Morning Must-Read: Aaron Carroll: Look, exchanges are either evil, or they’re not
Aaron Carroll: Look, exchanges are either evil, or they’re not: “From the Fiscal Year 2015 House Budget Resolution:
Starting in 2024, seniors (those who first become eligible by turning 65 on or after January 1, 2024) would be given a choice of private plans competing alongside the traditional fee-for-service Medicare program on a newly created Medicare Exchange. Medicare would provide a premium-support payment either to pay for or offset the premium of the plan…. The Medicare recipient of the future would choose, from a list of guaranteed-coverage options, a health plan that best suits his or her needs. This is not a voucher program. A Medicare premium-support payment would be paid, by Medicare, directly to the plan or the fee-for-service program to subsidize its cost. The program would operate in a manner similar to that of the Medicare prescription-drug benefit…. This approach to strengthening the Medicare program——which is based on a long history of bipartisan reform plans——would ensure security and affordability for seniors now and into the future….

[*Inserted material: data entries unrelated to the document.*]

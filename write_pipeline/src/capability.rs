use async_trait::async_trait;
use write_lib::{BoxedWriterHandle, RequestType, WriteRequestDescriptor, WriteResult};

/// How a request ended, as seen by the storage-facing hooks.
#[derive(Debug, Clone, Copy, PartialEq, Eq)]
pub enum FinishKind {
    Completed,
    Cancelled,
}

/// The storage-facing operations a write flavor plugs into the generic engine.
///
/// Implementations only supply storage calls; ordering, flow control and the
/// choice of terminal action stay with the engine.
#[async_trait]
pub trait WriteCapability: Send + Sync + 'static {
    /// The message type tag this flavor serves.
    fn request_type(&self) -> RequestType;

    /// Minimum reservation step, never smaller than one storage buffer unit.
    fn reserve_increment(&self) -> u64;

    async fn open_writer(
        &self,
        descriptor: &WriteRequestDescriptor,
    ) -> WriteResult<BoxedWriterHandle>;

    async fn reserve(
        &self,
        descriptor: &WriteRequestDescriptor,
        additional_bytes: u64,
    ) -> WriteResult<()>;

    /// Only called on the error-cleanup path.
    async fn cleanup_session(&self, descriptor: &WriteRequestDescriptor) -> WriteResult<()>;

    fn record_bytes_written(&self, bytes: u64);

    /// Called once after a complete or cancel path finished, to settle
    /// reservations. Failures are logged by the engine and never change the
    /// request outcome.
    async fn finish(
        &self,
        _descriptor: &WriteRequestDescriptor,
        _kind: FinishKind,
        _bytes_written: u64,
        _bytes_reserved: u64,
    ) -> WriteResult<()> {
        Ok(())
    }
}
use std::collections::HashSet;
use std::sync::Arc;
use std::time::Duration;

use async_trait::async_trait;
use log::{debug, info, warn};
use tokio::sync::{mpsc, watch};
use write_lib::{
    DataChunk, MessageBody, WriteError, WriteMessage, WritePipelineConfig, WriteRequestDescriptor,
    WriteResponse, WriteResult,
};

use crate::capability::WriteCapability;
use crate::handler_chain::MessageHandler;
use crate::packet_queue::{Packet, PacketQueue, Watermarks};
use crate::packet_writer::{PacketWriter, RequestOutcome};
use crate::request_context::{RequestContext, TerminalSignal, TerminalState};
use crate::writer_pool::WriterPool;

#[derive(Debug, Clone, Copy, PartialEq, Eq)]
pub enum HandlerState {
    Idle,
    Active,
    Completing,
    Cancelling,
    Erroring,
    Closed,
}

/// What the handler did with one inbound message.
#[derive(Debug, Clone, Copy, PartialEq, Eq)]
pub enum MessageOutcome {
    /// A new request context and its packet writer were created.
    Started,
    Enqueued,
    /// A terminal signal was raised for the active request.
    Signalled,
    /// Late, duplicate or otherwise inapplicable; acknowledged as a no-op.
    Dropped,
    /// Refused with an error response.
    Rejected,
}

struct ActiveRequest {
    request_id: u64,
    queue: Arc<PacketQueue>,
    signal: Arc<TerminalSignal>,
    outcome_rx: watch::Receiver<Option<RequestOutcome>>,
}

impl ActiveRequest {
    fn is_finished(&self) -> bool {
        self.outcome_rx.borrow().is_some()
    }

    /// Raises an error for the request and wakes its packet writer.
    fn fail(&self, err: WriteError) -> bool {
        if self.signal.try_set_error(err) {
            self.queue.interrupt();
            return true;
        }
        false
    }
}

/// Waits for a request's terminal outcome without polling.
#[derive(Clone)]
pub struct CompletionWatcher {
    request_id: u64,
    outcome_rx: watch::Receiver<Option<RequestOutcome>>,
}

impl CompletionWatcher {
    pub fn request_id(&self) -> u64 {
        self.request_id
    }

    pub fn outcome(&self) -> Option<RequestOutcome> {
        self.outcome_rx.borrow().clone()
    }

    pub async fn wait(&mut self, timeout: Duration) -> WriteResult<RequestOutcome> {
        let request_id = self.request_id;
        match tokio::time::timeout(timeout, self.outcome_rx.wait_for(Option::is_some)).await {
            Err(_) => Err(WriteError::InvalidState(format!(
                "request {} did not finish within {:?}",
                request_id, timeout
            ))),
            Ok(Err(_)) => Err(WriteError::InvalidState(format!(
                "packet writer of request {} stopped without an outcome",
                request_id
            ))),
            Ok(Ok(outcome)) => (*outcome).clone().ok_or_else(|| {
                WriteError::InvalidState(format!("request {} has no outcome", request_id))
            }),
        }
    }
}

/// Owns the read side of one channel for one write flavor.
///
/// Runs on the network event loop and never blocks: it classifies messages,
/// creates request contexts, pushes packets into the request's queue and
/// raises terminal signals. Everything else about a request belongs to its
/// packet writer. Requests on a channel are served one at a time.
pub struct WriteRequestHandler<C: WriteCapability> {
    capability: Arc<C>,
    config: WritePipelineConfig,
    pool: WriterPool,
    responses: mpsc::UnboundedSender<WriteResponse>,
    active: Option<ActiveRequest>,
    /// Ids of requests that already reached an outcome on this channel.
    finished_ids: HashSet<u64>,
    channel_closed: bool,
}

impl<C: WriteCapability> WriteRequestHandler<C> {
    pub fn new(
        capability: Arc<C>,
        config: WritePipelineConfig,
        pool: WriterPool,
        responses: mpsc::UnboundedSender<WriteResponse>,
    ) -> WriteResult<Self> {
        config.validate()?;
        Ok(Self {
            capability,
            config,
            pool,
            responses,
            active: None,
            finished_ids: HashSet::new(),
            channel_closed: false,
        })
    }

    pub fn capability(&self) -> &Arc<C> {
        &self.capability
    }

    pub fn state(&self) -> HandlerState {
        match &self.active {
            None if self.channel_closed => HandlerState::Closed,
            None => HandlerState::Idle,
            Some(active) if active.is_finished() => HandlerState::Closed,
            Some(active) => match active.signal.get() {
                TerminalState::None => HandlerState::Active,
                TerminalState::Completing => HandlerState::Completing,
                TerminalState::Cancelling => HandlerState::Cancelling,
                TerminalState::Erroring => HandlerState::Erroring,
            },
        }
    }

    /// Whether this handler serves the message's write flavor. Never consumes
    /// the message.
    pub fn accept_message(&self, msg: &WriteMessage) -> bool {
        msg.request_type == self.capability.request_type()
    }

    pub fn on_message(&mut self, msg: WriteMessage) -> MessageOutcome {
        if !self.accept_message(&msg) {
            return MessageOutcome::Rejected;
        }
        let request_id = msg.request_id;
        match msg.body {
            MessageBody::Open(descriptor) => self.open_request(request_id, descriptor),
            MessageBody::Data {
                position,
                length,
                payload,
            } => {
                let max_chunk_size = self.config.max_chunk_size;
                let Some(active) = self.running_request(request_id) else {
                    debug!(
                        "WriteRequestHandler: drop data for inactive request {}",
                        request_id
                    );
                    return MessageOutcome::Dropped;
                };
                let actual = payload.len() as u64;
                if actual != length || actual > max_chunk_size {
                    active.fail(WriteError::ProtocolViolation(format!(
                        "chunk at offset {} declares {} bytes, carries {}, limit {}",
                        position, length, actual, max_chunk_size
                    )));
                    return MessageOutcome::Rejected;
                }
                if active.queue.push(Packet::Data(DataChunk::new(position, payload))) {
                    MessageOutcome::Enqueued
                } else {
                    MessageOutcome::Dropped
                }
            }
            MessageBody::Flush => match self.running_request(request_id) {
                Some(active) if active.queue.push(Packet::Flush) => MessageOutcome::Enqueued,
                _ => MessageOutcome::Dropped,
            },
            MessageBody::EndOfStream => self.on_end_of_request(request_id),
            MessageBody::Cancel => self.cancel_request(request_id),
        }
    }

    fn open_request(
        &mut self,
        request_id: u64,
        descriptor: WriteRequestDescriptor,
    ) -> MessageOutcome {
        if self.channel_closed {
            return MessageOutcome::Dropped;
        }
        if self.finished_ids.contains(&request_id) {
            debug!(
                "WriteRequestHandler: drop open for finished request {}",
                request_id
            );
            return MessageOutcome::Dropped;
        }
        if let Some(active) = &self.active {
            if active.request_id == request_id {
                debug!(
                    "WriteRequestHandler: drop duplicate open for request {}",
                    request_id
                );
                return MessageOutcome::Dropped;
            }
            if !active.is_finished() {
                self.respond(WriteResponse::failed(
                    request_id,
                    &WriteError::ProtocolViolation(format!(
                        "request {} is still active on this channel",
                        active.request_id
                    )),
                ));
                return MessageOutcome::Rejected;
            }
        }

        if let Err(err) = self.check_descriptor(&descriptor) {
            warn!(
                "WriteRequestHandler: reject request {} for {}: {}",
                request_id, descriptor.destination_path, err
            );
            self.respond(WriteResponse::failed(request_id, &err));
            return MessageOutcome::Rejected;
        }

        info!(
            "WriteRequestHandler: open {} request {} {} -> {}",
            descriptor.request_type.as_str(),
            request_id,
            descriptor.target_id,
            descriptor.destination_path
        );
        let queue = Arc::new(PacketQueue::new(Watermarks::new(
            self.config.high_watermark_bytes,
            self.config.low_watermark_bytes,
        )));
        let signal = Arc::new(TerminalSignal::new());
        let (outcome_tx, outcome_rx) = watch::channel(None);
        let context = RequestContext::new(request_id, descriptor, queue.clone(), signal.clone());
        let writer = PacketWriter::new(
            context,
            self.capability.clone(),
            self.pool.clone(),
            self.responses.clone(),
            outcome_tx,
        );
        self.pool.spawn(writer.run());
        if let Some(previous) = self.active.take() {
            self.finished_ids.insert(previous.request_id);
        }
        self.active = Some(ActiveRequest {
            request_id,
            queue,
            signal,
            outcome_rx,
        });
        MessageOutcome::Started
    }

    fn check_descriptor(&self, descriptor: &WriteRequestDescriptor) -> WriteResult<()> {
        if descriptor.request_type != self.capability.request_type() {
            return Err(WriteError::ProtocolViolation(format!(
                "descriptor type {} does not match handler type {}",
                descriptor.request_type.as_str(),
                self.capability.request_type().as_str()
            )));
        }
        descriptor.validate(&self.config)
    }

    /// The active request with this id, if it still accepts packets.
    fn running_request(&self, request_id: u64) -> Option<&ActiveRequest> {
        self.active.as_ref().filter(|active| {
            active.request_id == request_id
                && !active.signal.get().is_terminal()
                && !active.is_finished()
        })
    }

    /// Client-signalled completion: the sentinel follows the last data packet.
    pub fn on_end_of_request(&mut self, request_id: u64) -> MessageOutcome {
        let Some(active) = self.running_request(request_id) else {
            return MessageOutcome::Dropped;
        };
        if !active.signal.try_set(TerminalState::Completing) {
            return MessageOutcome::Dropped;
        }
        if active.queue.push(Packet::EndOfStream) {
            MessageOutcome::Enqueued
        } else {
            MessageOutcome::Dropped
        }
    }

    fn cancel_request(&mut self, request_id: u64) -> MessageOutcome {
        let Some(active) = self.running_request(request_id) else {
            return MessageOutcome::Dropped;
        };
        if active.signal.try_set(TerminalState::Cancelling) {
            info!("WriteRequestHandler: client cancelled request {}", request_id);
            active.queue.interrupt();
            return MessageOutcome::Signalled;
        }
        MessageOutcome::Dropped
    }

    /// The transport closed the channel. An unfinished request takes the
    /// cancel path unless it already has a terminal signal.
    pub fn on_channel_closed(&mut self) {
        self.channel_closed = true;
        if let Some(active) = &self.active {
            if active.signal.try_set(TerminalState::Cancelling) {
                info!(
                    "WriteRequestHandler: channel closed, cancel request {}",
                    active.request_id
                );
                active.queue.interrupt();
            }
        }
    }

    /// A channel-level failure. An unfinished request takes the
    /// error-cleanup path unless it already has a terminal signal.
    pub fn on_error(&mut self, err: WriteError) {
        if let Some(active) = &self.active {
            let request_id = active.request_id;
            if active.fail(err.clone()) {
                warn!(
                    "WriteRequestHandler: channel error on request {}: {}",
                    request_id, err
                );
            }
        }
    }

    /// True while the active request's queue is over its high watermark and
    /// has not yet drained to the low watermark.
    pub fn is_reading_paused(&self) -> bool {
        match &self.active {
            Some(active) => active.queue.is_reads_paused(),
            None => false,
        }
    }

    pub async fn wait_read_ready(&self) {
        if let Some(active) = &self.active {
            active.queue.wait_reads_resumed().await;
        }
    }

    pub fn buffered_bytes(&self) -> u64 {
        match &self.active {
            Some(active) => active.queue.buffered_bytes(),
            None => 0,
        }
    }

    pub fn completion_watcher(&self) -> Option<CompletionWatcher> {
        self.active.as_ref().map(|active| CompletionWatcher {
            request_id: active.request_id,
            outcome_rx: active.outcome_rx.clone(),
        })
    }

    /// Waits for the current request's packet writer to finish.
    pub async fn join(&self) -> Option<RequestOutcome> {
        let active = self.active.as_ref()?;
        let mut outcome_rx = active.outcome_rx.clone();
        let outcome = match outcome_rx.wait_for(Option::is_some).await {
            Ok(outcome) => (*outcome).clone(),
            Err(_) => Some(RequestOutcome::Failed(WriteError::InvalidState(format!(
                "packet writer of request {} stopped without an outcome",
                active.request_id
            )))),
        };
        outcome
    }

    fn respond(&self, response: WriteResponse) {
        if self.responses.send(response).is_err() {
            debug!("WriteRequestHandler: response channel closed");
        }
    }
}

#[async_trait]
impl<C: WriteCapability> MessageHandler for WriteRequestHandler<C> {
    fn accept_message(&self, msg: &WriteMessage) -> bool {
        WriteRequestHandler::accept_message(self, msg)
    }

    fn on_message(&mut self, msg: WriteMessage) -> MessageOutcome {
        WriteRequestHandler::on_message(self, msg)
    }

    fn on_channel_closed(&mut self) {
        WriteRequestHandler::on_channel_closed(self)
    }

    fn on_error(&mut self, err: WriteError) {
        WriteRequestHandler::on_error(self, err)
    }

    fn is_reading_paused(&self) -> bool {
        WriteRequestHandler::is_reading_paused(self)
    }

    async fn wait_read_ready(&self) {
        WriteRequestHandler::wait_read_ready(self).await
    }

    async fn join(&self) -> Option<RequestOutcome> {
        WriteRequestHandler::join(self).await
    }
}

If I took this language, swapped in ‘Americans’ for ‘seniors’ and ‘ACA’ for ‘Medicare’, this would almost be a perfect description of the state exchanges that are part of the Obamacare…. I know that exchanges are, to some conservatives… preferable… [to] the single-payer-like Medicare system we have… that these same exchanges are less preferable… than the status quo ante. What I don’t understand, however, are people who declare community-rated, guaranteed-issue exchanges some unholy end-of-days totalitarian plan to destroy freedom when they’re part of the ACA, yet completely awesome and budget-saving when they’re part of Medicare.